Gilead ruling ‘threatens life-saving research’, says St Judes

The US Court of Appeals for the Federal Circuit should revisit a ruling in favour of Gilead Sciences that invalidated a cancer drug patent because the decision jeopardises research, according to St Judes Children’s Research Hospital.

The hospital filed the amicus curie jointly with the  Albert Einstein College of Medicine, and The University of Texas MD Anderson Cancer Center on November 10 in a bid to reverse the August decision.

Back in October 2017, a subsidiary of Bristol Myers Squibb, Juno Therapeutics, accused Gilead’s Kite Pharma of infringing US patent number 7,446,190—which covers “Nucleic acids encoding chimeric T cell receptors”—through the sale of immunotherapy treatment Yescarta (axicabtagene ciloleucel).

The patent is owned by Sloan Kettering Institute for Cancer Research, which licenses it exclusively to Juno. In response to the suit, Kite countered that the patent was invalid.

In April 2020, a California federal judge found that Kite had infringed and issued a final award of $1.2 billion in damages to Juno.

But this decision was later reversed by the Federal Circuit panel, which held the patent was invalid because “a claim reciting a groundbreaking biotechnology innovation (here, an intracellular domain for CARs), and further generically reciting the well-established, readily-made targeting domain of a CAR (particularly including an “scFv” binding molecule), could never satisfy the written description requirement—unless the 6 specification describes all ‘known and unknown’ embodiments of the prior-art technology element”.

‘Exemplar of patent protection’

According to St Jude and its fellow amici, the patent-in-suit should be considered valid because “it stands as an exemplar of what patent protection can provide to institutions dedicated to cutting-edge research to eradicate the real-world toll levied by cancer”.

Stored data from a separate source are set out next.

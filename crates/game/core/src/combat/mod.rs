//! Damage resolution shared by the player and enemy parts.
//!
//! Both sides absorb damage with the same rule: block is consumed first and
//! only the remainder reaches health, which floors at zero.

pub mod damage;

pub use damage::{DamageReport, apply_blocked_damage, apply_damage};
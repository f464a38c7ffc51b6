//! Card catalog loader.

use std::collections::HashSet;
use std::path::Path;

use combat_core::CardDefinition;

use crate::loaders::{LoadResult, read_file};

/// Card id → definition, in file order.
pub type CardCatalog = Vec<(String, CardDefinition)>;

/// Loader for the card catalog from RON files.
pub struct CardLoader;

impl CardLoader {
    /// Load the card catalog from a RON file.
    ///
    /// RON format: `Vec<(String, CardDefinition)>`. Ids must be unique.
    pub fn load(path: &Path) -> LoadResult<CardCatalog> {
        let content = read_file(path)?;
        let catalog: CardCatalog = ron::from_str(&content)
            .map_err(|e| anyhow::anyhow!("Failed to parse card catalog RON: {}", e))?;

        let mut seen = HashSet::new();
        if let Some((id, _)) = catalog.iter().find(|(id, _)| !seen.insert(id.clone())) {
            anyhow::bail!("{}: duplicate card id '{}'", path.display(), id);
        }

        tracing::debug!(cards = catalog.len(), "loaded card catalog");
        Ok(catalog)
    }

    /// Looks up a card by id.
    pub fn find<'c>(catalog: &'c CardCatalog, id: &str) -> Option<&'c CardDefinition> {
        catalog
            .iter()
            .find(|(card_id, _)| card_id == id)
            .map(|(_, card)| card)
    }
}
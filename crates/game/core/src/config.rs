/// Combat configuration constants and tunable parameters.
#[derive(Clone, Debug, PartialEq, Eq)]
#[cfg_attr(feature = "serde", derive(serde::Serialize, serde::Deserialize))]
#[cfg_attr(feature = "serde", serde(default))]
pub struct CombatConfig {
    /// Number of cards drawn at the start of every player turn.
    pub hand_size: usize,

    /// Seed for the random source. `None` lets the host pick one.
    pub seed: Option<u64>,
}

impl CombatConfig {
    // ===== runtime-tunable defaults =====
    pub const DEFAULT_HAND_SIZE: usize = 5;

    pub fn new() -> Self {
        Self {
            hand_size: Self::DEFAULT_HAND_SIZE,
            seed: None,
        }
    }

    pub fn with_hand_size(mut self, hand_size: usize) -> Self {
        self.hand_size = hand_size;
        self
    }

    pub fn with_seed(mut self, seed: u64) -> Self {
        self.seed = Some(seed);
        self
    }
}

impl Default for CombatConfig {
    fn default() -> Self {
        Self::new()
    }
}
//! Card effect resolution.
//!
//! [`CardEffectResolver`] turns an already-paid card into a mutation of the
//! player or of one enemy part. Cost payment and the hand → discard move
//! happen before resolution, so the resolver never sees or depends on them.

use crate::card::{CardDefinition, CardEffectKind};
use crate::combat::DamageReport;
use crate::combatant::{Enemy, Player};
use crate::deck::DrawReport;
use crate::error::{ErrorSeverity, GameError};
use crate::rng::RandomSource;

/// Enemy part an attack is aimed at.
pub struct EffectTarget<'a> {
    pub enemy: &'a mut Enemy,
    pub part_index: usize,
}

impl<'a> EffectTarget<'a> {
    pub fn new(enemy: &'a mut Enemy, part_index: usize) -> Self {
        Self { enemy, part_index }
    }
}

/// What a resolved card did.
#[derive(Clone, Debug, PartialEq, Eq)]
#[cfg_attr(feature = "serde", derive(serde::Serialize, serde::Deserialize))]
pub enum EffectOutcome {
    /// Attack reached the part. `report` is `None` when the hit was ignored
    /// (dead enemy or destroyed part).
    Damage {
        part_index: usize,
        report: Option<DamageReport>,
    },
    /// Player gained block.
    Block { gained: u32, total: u32 },
    /// Player drew cards.
    Draw(DrawReport),
    /// Reserved effect kind; nothing changed.
    Acknowledged(CardEffectKind),
}

/// Errors raised when the resolver is called against its contract.
#[derive(Clone, Debug, PartialEq, Eq, thiserror::Error)]
#[cfg_attr(feature = "serde", derive(serde::Serialize, serde::Deserialize))]
pub enum EffectError {
    #[error("attack card '{card}' resolved without a target part")]
    MissingTarget { card: String },
}

impl GameError for EffectError {
    fn severity(&self) -> ErrorSeverity {
        ErrorSeverity::Internal
    }

    fn error_code(&self) -> &'static str {
        match self {
            Self::MissingTarget { .. } => "EFFECT_MISSING_TARGET",
        }
    }
}

/// Maps a card's effect kind to its mutation.
#[derive(Clone, Copy, Debug, Default)]
pub struct CardEffectResolver;

impl CardEffectResolver {
    /// Resolves `card` for `player`.
    ///
    /// Attack cards need `target`; callers must have chosen one already.
    pub fn resolve(
        card: &CardDefinition,
        player: &mut Player,
        target: Option<EffectTarget<'_>>,
        rng: &mut dyn RandomSource,
    ) -> Result<EffectOutcome, EffectError> {
        let outcome = match card.effect {
            CardEffectKind::Attack => {
                let target = target.ok_or_else(|| EffectError::MissingTarget {
                    card: card.name.clone(),
                })?;
                let report = target
                    .enemy
                    .take_damage_to_part(target.part_index, card.magnitude);
                EffectOutcome::Damage {
                    part_index: target.part_index,
                    report,
                }
            }
            CardEffectKind::Defend => EffectOutcome::Block {
                gained: card.magnitude,
                total: player.gain_block(card.magnitude),
            },
            CardEffectKind::Draw => {
                EffectOutcome::Draw(player.draw(card.magnitude as usize, rng))
            }
            CardEffectKind::Buff | CardEffectKind::Debuff => {
                EffectOutcome::Acknowledged(card.effect)
            }
        };

        tracing::debug!(card = %card.name, ?outcome, "resolved card effect");
        Ok(outcome)
    }
}

#[cfg(test)]
mod tests {
    use super::*;
    use crate::combatant::EnemyIntent;
    use crate::rng::PcgRng;
    use crate::template::{EnemyTemplate, PartTemplate, PlayerTemplate};

    fn setup() -> (Player, Enemy, PcgRng) {
        let mut rng = PcgRng::new(1);
        let player = Player::from_template(&PlayerTemplate::starter(), &mut rng).unwrap();
        let enemy = Enemy::from_template(
            &EnemyTemplate::new("Slime")
                .with_part(PartTemplate::core("Body", 20))
                .with_part(PartTemplate::limb("Arm", 10, vec![EnemyIntent::attack(4)])),
        )
        .unwrap();
        (player, enemy, rng)
    }

    #[test]
    fn attack_damages_target_part() {
        let (mut player, mut enemy, mut rng) = setup();
        let card = CardDefinition::attack("Strike", 1, 6);

        let outcome = CardEffectResolver::resolve(
            &card,
            &mut player,
            Some(EffectTarget::new(&mut enemy, 1)),
            &mut rng,
        )
        .unwrap();

        assert!(matches!(
            outcome,
            EffectOutcome::Damage {
                part_index: 1,
                report: Some(_)
            }
        ));
        assert_eq!(enemy.part(1).unwrap().current_health(), 4);
    }

    #[test]
    fn attack_without_target_is_contract_violation() {
        let (mut player, _, mut rng) = setup();
        let card = CardDefinition::attack("Strike", 1, 6);

        let err = CardEffectResolver::resolve(&card, &mut player, None, &mut rng).unwrap_err();

        assert_eq!(err.severity(), ErrorSeverity::Internal);
    }

    #[test]
    fn defend_adds_block() {
        let (mut player, _, mut rng) = setup();
        player.gain_block(2);

        let outcome = CardEffectResolver::resolve(
            &CardDefinition::defend("Defend", 1, 5),
            &mut player,
            None,
            &mut rng,
        )
        .unwrap();

        assert_eq!(
            outcome,
            EffectOutcome::Block {
                gained: 5,
                total: 7
            }
        );
        assert_eq!(player.current_block(), 7);
    }

    #[test]
    fn draw_pulls_cards_into_hand() {
        let (mut player, _, mut rng) = setup();

        let outcome = CardEffectResolver::resolve(
            &CardDefinition::draw("Insight", 0, 2),
            &mut player,
            None,
            &mut rng,
        )
        .unwrap();

        assert!(matches!(outcome, EffectOutcome::Draw(report) if report.drawn == 2));
        assert_eq!(player.hand().len(), 2);
    }

    #[test]
    fn buff_and_debuff_change_nothing() {
        let (mut player, _, mut rng) = setup();
        let before = player.clone();

        for kind in [CardEffectKind::Buff, CardEffectKind::Debuff] {
            let card = CardDefinition::new("Chant", 0, "Reserved.", kind, 3);
            let outcome = CardEffectResolver::resolve(&card, &mut player, None, &mut rng).unwrap();
            assert_eq!(outcome, EffectOutcome::Acknowledged(kind));
        }

        assert_eq!(player, before);
    }
}
use crate::event::CombatEvent;
use crate::state::CombatPhase;

/// External commands. One dispatch per input event.
#[derive(Clone, Copy, Debug, PartialEq, Eq, strum::IntoStaticStr)]
#[cfg_attr(feature = "serde", derive(serde::Serialize, serde::Deserialize))]
#[strum(serialize_all = "snake_case")]
pub enum CombatCommand {
    /// Builds a fresh session and begins the first player turn.
    StartCombat,
    /// Plays the card at this hand index.
    PlayCard(usize),
    /// Picks a slot from the target snapshot of the pending attack.
    ChooseTarget(usize),
    CancelTargetSelection,
    EndPlayerTurn,
    OpenOverlay,
    CloseOverlay,
}

impl CombatCommand {
    pub fn name(&self) -> &'static str {
        self.into()
    }
}

/// Result of an accepted command.
#[derive(Clone, Debug, PartialEq, Eq)]
#[cfg_attr(feature = "serde", derive(serde::Serialize, serde::Deserialize))]
pub struct CommandOutcome {
    /// Phase after the command fully resolved.
    pub phase: CombatPhase,
    /// Everything that happened, in order.
    pub events: Vec<CombatEvent>,
}

impl CommandOutcome {
    pub fn is_terminal(&self) -> bool {
        self.phase.is_terminal()
    }
}
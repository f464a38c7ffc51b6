//! Text rendering of queries and events.

use std::fmt::Write;

use combat_core::{
    BlockTarget, CombatEvent, CombatPhase, CombatSession, DeckCount, EnemyStatusSummary,
    HandSummary, TargetablePart,
};

pub fn hand(summary: &HandSummary) -> String {
    let mut out = format!(
        "HP {}/{}  Block {}  Energy {}/{}\n",
        summary.health, summary.max_health, summary.block, summary.energy, summary.max_energy
    );
    if summary.cards.is_empty() {
        out.push_str("  (hand is empty)\n");
    }
    for card in &summary.cards {
        let marker = if card.affordable { ' ' } else { 'x' };
        let _ = writeln!(
            out,
            " {marker}{}. {} [{}] - {}",
            card.index + 1,
            card.name,
            card.cost,
            card.description
        );
    }
    out
}

pub fn enemy(status: &EnemyStatusSummary) -> String {
    if status.is_dead {
        return format!("{} (dead)\n", status.name);
    }

    let mut out = format!("== {} ==\n", status.name);
    for part in &status.parts {
        let _ = write!(
            out,
            "  {}: {} [{}/{}]",
            part.index + 1,
            part.name,
            part.health,
            part.max_health
        );
        if part.is_core {
            out.push_str(" (core)");
        }
        if part.block > 0 {
            let _ = write!(out, " (block {})", part.block);
        }
        if part.destroyed {
            out.push_str(" - destroyed");
        } else if let Some(intent) = &part.intent {
            let _ = write!(out, " -> {}", intent.description);
        }
        out.push('\n');
    }
    out
}

pub fn deck(counts: &[DeckCount]) -> String {
    let mut out = String::from("Deck:\n");
    for entry in counts {
        let _ = writeln!(out, "  {} x{} (cost {})", entry.name, entry.count, entry.cost);
    }
    out
}

pub fn targets(parts: &[TargetablePart]) -> String {
    let mut out = String::from("Targets:\n");
    for (slot, part) in parts.iter().enumerate() {
        let _ = writeln!(
            out,
            "  {}. {} [{}/{}]{}",
            slot + 1,
            part.name,
            part.health,
            part.max_health,
            if part.is_core { " (core)" } else { "" }
        );
    }
    out
}

/// One line per event. Events with nothing worth printing yield `None`.
pub fn event(session: &CombatSession, event: &CombatEvent) -> Option<String> {
    let part_name = |index: usize| {
        session
            .enemy()
            .part(index)
            .map_or_else(|| format!("part {}", index + 1), |part| part.name().to_owned())
    };

    let line = match event {
        CombatEvent::CombatStarted { enemy, deck_size } => {
            format!("A wild {enemy} appears! ({deck_size} cards in deck)")
        }
        CombatEvent::TurnStarted { turn, energy } => {
            format!("--- Turn {turn} --- energy {energy}")
        }
        CombatEvent::CardsDrawn { requested, drawn } if drawn < requested => {
            format!("Drew {drawn} of {requested} cards; the deck is exhausted.")
        }
        CombatEvent::CardsDrawn { drawn, .. } => format!("Drew {drawn} cards."),
        CombatEvent::DeckRecycled { cards } => {
            format!("Shuffled {cards} cards from the discard pile into the draw pile.")
        }
        CombatEvent::CardPlayed {
            name, energy_left, ..
        } => format!("Played {name}. Energy left: {energy_left}"),
        CombatEvent::TargetSelectionStarted { card, .. } => {
            format!(
                "Choose a target for {card} (target N, or cancel):\n{}",
                targets(&session.targetable_parts()).trim_end()
            )
        }
        CombatEvent::TargetSelectionCancelled { card } => format!("{card} cancelled."),
        CombatEvent::PartDamaged { part_index, report } => format!(
            "{} takes {} damage ({} blocked).",
            part_name(*part_index),
            report.health_lost,
            report.absorbed
        ),
        CombatEvent::PartDestroyed { name, .. } => format!("{name} is destroyed!"),
        CombatEvent::DamageIgnored { part_index } => {
            format!("{} cannot be damaged.", part_name(*part_index))
        }
        CombatEvent::BlockGained {
            target: BlockTarget::Player,
            amount,
            total,
        } => format!("You gain {amount} block ({total} total)."),
        CombatEvent::BlockGained {
            target: BlockTarget::Part(index),
            amount,
            total,
        } => format!("{} gains {amount} block ({total} total).", part_name(*index)),
        CombatEvent::PlayerDamaged { part_index, report } => format!(
            "{} hits you: {} damage, {} blocked.",
            part_name(*part_index),
            report.health_lost,
            report.absorbed
        ),
        CombatEvent::EffectAcknowledged { description } => format!("{description} (no effect)"),
        CombatEvent::IntentChosen { .. } => return None,
        CombatEvent::IntentExecuted { part_index, intent } => {
            format!("{}: {}", part_name(*part_index), intent.description)
        }
        CombatEvent::HandDiscarded { cards } => format!("Discarded {cards} cards."),
        CombatEvent::EnemyDied { name, reason } => format!("{name} dies: {reason}."),
        CombatEvent::PhaseChanged { to, .. } => match to {
            CombatPhase::Victory => "Victory!".to_owned(),
            CombatPhase::Defeat => "Defeat...".to_owned(),
            CombatPhase::EnemyTurn => "Enemy turn.".to_owned(),
            _ => return None,
        },
        CombatEvent::OverlayOpened => "Paused. Type 'resume' to continue.".to_owned(),
        CombatEvent::OverlayClosed => "Resumed.".to_owned(),
    };
    Some(line)
}

#[cfg(test)]
mod tests {
    use super::*;
    use combat_core::{CardEffectKind, EnemyIntent, HandCard, PartStatus};

    #[test]
    fn hand_marks_unaffordable_cards() {
        let summary = HandSummary {
            health: 90,
            max_health: 100,
            block: 0,
            energy: 1,
            max_energy: 3,
            cards: vec![HandCard {
                index: 0,
                name: "Bash".into(),
                cost: 2,
                description: "Deal 12 damage.".into(),
                effect: CardEffectKind::Attack,
                affordable: false,
            }],
        };

        let text = hand(&summary);

        assert!(text.starts_with("HP 90/100"));
        assert!(text.contains(" x1. Bash [2]"));
    }

    #[test]
    fn enemy_shows_core_block_and_intent() {
        let status = EnemyStatusSummary {
            name: "Slime".into(),
            is_dead: false,
            parts: vec![
                PartStatus {
                    index: 0,
                    name: "Body".into(),
                    health: 30,
                    max_health: 30,
                    block: 0,
                    is_core: true,
                    destroyed: false,
                    intent: None,
                },
                PartStatus {
                    index: 1,
                    name: "Arm".into(),
                    health: 4,
                    max_health: 10,
                    block: 5,
                    is_core: false,
                    destroyed: false,
                    intent: Some(EnemyIntent::defend(5)),
                },
            ],
        };

        let text = enemy(&status);

        assert!(text.contains("1: Body [30/30] (core)"));
        assert!(text.contains("2: Arm [4/10] (block 5) -> Gain 5 block"));
    }
}
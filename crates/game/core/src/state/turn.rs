/// Phase of the combat state machine.
///
/// The phase alone decides which commands are accepted; see
/// [`CombatEngine`](crate::CombatEngine).
#[derive(Clone, Copy, Debug, PartialEq, Eq, Hash, strum::Display, strum::AsRefStr)]
#[cfg_attr(feature = "serde", derive(serde::Serialize, serde::Deserialize))]
#[strum(serialize_all = "snake_case")]
pub enum CombatPhase {
    /// Session built but the first turn has not begun. Only StartCombat leaves it.
    NotStarted,
    /// Player may play cards or end the turn.
    PlayerTurn,
    /// An attack card waits for a target part.
    SelectingTarget,
    /// Enemy parts act. Never observable between commands.
    EnemyTurn,
    /// Enemy defeated. Terminal.
    Victory,
    /// Player defeated. Terminal.
    Defeat,
    /// An external overlay blocks every command until it is closed.
    Paused { resume_to: ResumePhase },
}

impl CombatPhase {
    /// Returns true once the combat is decided.
    pub const fn is_terminal(&self) -> bool {
        matches!(self, Self::Victory | Self::Defeat)
    }
}

/// Phase restored when an overlay closes.
#[derive(Clone, Copy, Debug, PartialEq, Eq, Hash, strum::Display, strum::AsRefStr)]
#[cfg_attr(feature = "serde", derive(serde::Serialize, serde::Deserialize))]
#[strum(serialize_all = "snake_case")]
pub enum ResumePhase {
    PlayerTurn,
    SelectingTarget,
}

impl From<ResumePhase> for CombatPhase {
    fn from(phase: ResumePhase) -> Self {
        match phase {
            ResumePhase::PlayerTurn => CombatPhase::PlayerTurn,
            ResumePhase::SelectingTarget => CombatPhase::SelectingTarget,
        }
    }
}

/// Turn bookkeeping: which player turn this is and the current phase.
#[derive(Clone, Copy, Debug, PartialEq, Eq)]
#[cfg_attr(feature = "serde", derive(serde::Serialize, serde::Deserialize))]
pub struct TurnState {
    /// 1-based player turn counter; 0 before the first turn starts.
    pub number: u32,

    pub phase: CombatPhase,
}

impl TurnState {
    pub fn new() -> Self {
        Self {
            number: 0,
            phase: CombatPhase::NotStarted,
        }
    }
}

impl Default for TurnState {
    fn default() -> Self {
        Self::new()
    }
}
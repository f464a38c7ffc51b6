//! Data-driven content definitions and loaders.
//!
//! This crate turns data files into the templates `combat-core` builds
//! sessions from:
//! - Card catalog (RON)
//! - Player vitals and starting deck (RON, cards referenced by id)
//! - Enemy catalog with parts and intent repertoires (RON)
//! - Combat configuration (TOML)
//!
//! Content is consumed before a session is constructed and never appears in
//! combat state.

#[cfg(feature = "loaders")]
pub mod loaders;

#[cfg(feature = "loaders")]
pub use loaders::{
    CardCatalog, CardLoader, ConfigLoader, ContentFactory, EnemyLoader, PlayerLoader, PlayerSpec,
};
//! Deterministic card-combat rules shared across clients.
//!
//! `combat-core` defines one turn-based fight between a player holding a deck
//! of cards and a multi-part enemy. It exposes a single command entry point,
//! [`CombatController::dispatch`], plus pure queries over the
//! [`CombatSession`]. All state mutation flows through [`CombatEngine`], and
//! all randomness through an injected [`RandomSource`].
pub mod card;
pub mod combat;
pub mod combatant;
pub mod config;
pub mod controller;
pub mod deck;
pub mod effect;
pub mod engine;
pub mod error;
pub mod event;
pub mod planner;
pub mod query;
pub mod rng;
pub mod state;
pub mod template;

pub use card::{CardDefinition, CardEffectKind};
pub use combat::DamageReport;
pub use combatant::{Enemy, EnemyIntent, EnemyPart, IntentKind, Player};
pub use config::CombatConfig;
pub use controller::{CombatController, CombatSetup};
pub use deck::{DeckCount, DeckManager, DrawReport};
pub use effect::{CardEffectResolver, EffectError, EffectOutcome, EffectTarget};
pub use engine::{CombatCommand, CombatEngine, CombatError, CommandOutcome};
pub use error::{ErrorSeverity, GameError};
pub use event::{BlockTarget, CombatEvent};
pub use planner::{EnemyIntentPlanner, PlannedIntent};
pub use query::{EnemyStatusSummary, HandCard, HandSummary, PartStatus, PileSizes, TargetablePart};
pub use rng::{PcgRng, RandomSource};
pub use state::{CombatPhase, CombatSession, ResumePhase, TargetSelection, TurnState};
pub use template::{ConstructionError, EnemyTemplate, PartTemplate, PlayerTemplate};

They further argued the panel’s decision caught them “in an impossible bind for their ongoing and future innovation efforts with chimeric antigen receptors and other lifesaving biotechnologies”.

This decision, they contended, left them with no other option but to pursue exceedingly narrow, ineffective patent protection readily evaded by copycats using routine, pre-existing technology.

This position would prevent further investment towards developing treatments for patients; and would require research institutions expending their limited resources and time attempting to satisfy the panel’s super-heightened description standard by exhaustively identifying, making, and testing innumerable embodiments of old technology, said the filing.

They wrote that: “Amici are deeply concerned that the panel’s decision morphs the written description requirement into an unattainable standard—aimed (perhaps exclusively) at cutting-edge innovations in the biotechnology and pharmaceutical fields—that significantly threatens the lifesaving efforts of amici and their research collaborators.”